* _Goal of the exercise_
Set down every record below exactly as it stands.

* _Dataset content_
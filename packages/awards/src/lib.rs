//! IMDb Awards - Scrape award nominations and winners from IMDb events.
//!
//! This crate downloads the award history of a fixed list of IMDb events,
//! stores it as one YAML file per event, keeps a validation catalogue of
//! every award and category name seen, and regenerates the README listing.
//!
//! # Example
//!
//! ```
//! use imdb_awards::types::YearLabel;
//!
//! // Second ceremony of 1930
//! let label: YearLabel = "1930-2".parse().unwrap();
//! assert_eq!(label, YearLabel::new(1930, 2));
//! assert_eq!(label.to_string(), "1930-2");
//! ```
//!
//! # Architecture
//!
//! - [`config`]: Constants, URL builders, run options and file layout
//! - [`types`]: Core data types (YearLabel, CategoryRecord, EventYears, etc.)
//! - [`error`]: Error types and Result alias
//! - [`http`]: HTTP client, throttling and embedded page data extraction
//! - [`imdb`]: IMDb page parsing behind the `AwardsSource` trait
//! - [`merge`]: Reuse of saved editions vs. fetching fresh ones
//! - [`catalogue`]: Validation catalogue of known filter names
//! - [`summary`]: Year range summaries for catalogue comments
//! - [`yaml`]: YAML output and loading
//! - [`readme`]: README regeneration on data changes
//! - [`scrape`]: The full scraping run
//! - [`cli`]: Command-line interface

pub mod catalogue;
pub mod cli;
pub mod config;
pub mod error;
pub mod http;
pub mod imdb;
pub mod merge;
pub mod readme;
pub mod scrape;
pub mod summary;
pub mod types;
pub mod yaml;

// Re-export main functions
pub use scrape::run_scrape;

// Re-export commonly used items
pub use config::{validate_event_id, Layout, RunOptions};
pub use error::{AwardsError, Result};
pub use types::{CategoryRecord, EventYears, YearLabel};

* _Written response_
filename packages/awards/src/lib.rs
//! IMDb Awards - Scrape award nominations and winners from IMDb events.
//!
//! This crate downloads the award history of a fixed list of IMDb events,
//! stores it as one YAML file per event, keeps a validation catalogue of
//! every award and category name seen, and regenerates the README listing.
//!
//! # Example
//!
//! ```
//! use imdb_awards::types::YearLabel;
//!
//! // Second ceremony of 1930
//! let label: YearLabel = "1930-2".parse().unwrap();
//! assert_eq!(label, YearLabel::new(1930, 2));
//! assert_eq!(label.to_string(), "1930-2");
//! ```
//!
//! # Architecture
//!
//! - [`config`]: Constants, URL builders, run options and file layout
//! - [`types`]: Core data types (YearLabel, CategoryRecord, EventYears, etc.)
//! - [`error`]: Error types and Result alias
//! - [`http`]: HTTP client, throttling and embedded page data extraction
//! - [`imdb`]: IMDb page parsing behind the `AwardsSource` trait
//! - [`merge`]: Reuse of saved editions vs. fetching fresh ones
//! - [`catalogue`]: Validation catalogue of known filter names
//! - [`summary`]: Year range summaries for catalogue comments
//! - [`yaml`]: YAML output and loading
//! - [`readme`]: README regeneration on data changes
//! - [`scrape`]: The full scraping run
//! - [`cli`]: Command-line interface

pub mod catalogue;
pub mod cli;
pub mod config;
pub mod error;
pub mod http;
pub mod imdb;
pub mod merge;
pub mod readme;
pub mod scrape;
pub mod summary;
pub mod types;
pub mod yaml;

// Re-export main functions
pub use scrape::run_scrape;

// Re-export commonly used items
pub use config::{validate_event_id, Layout, RunOptions};
pub use error::{AwardsError, Result};
pub use types::{CategoryRecord, EventYears, YearLabel};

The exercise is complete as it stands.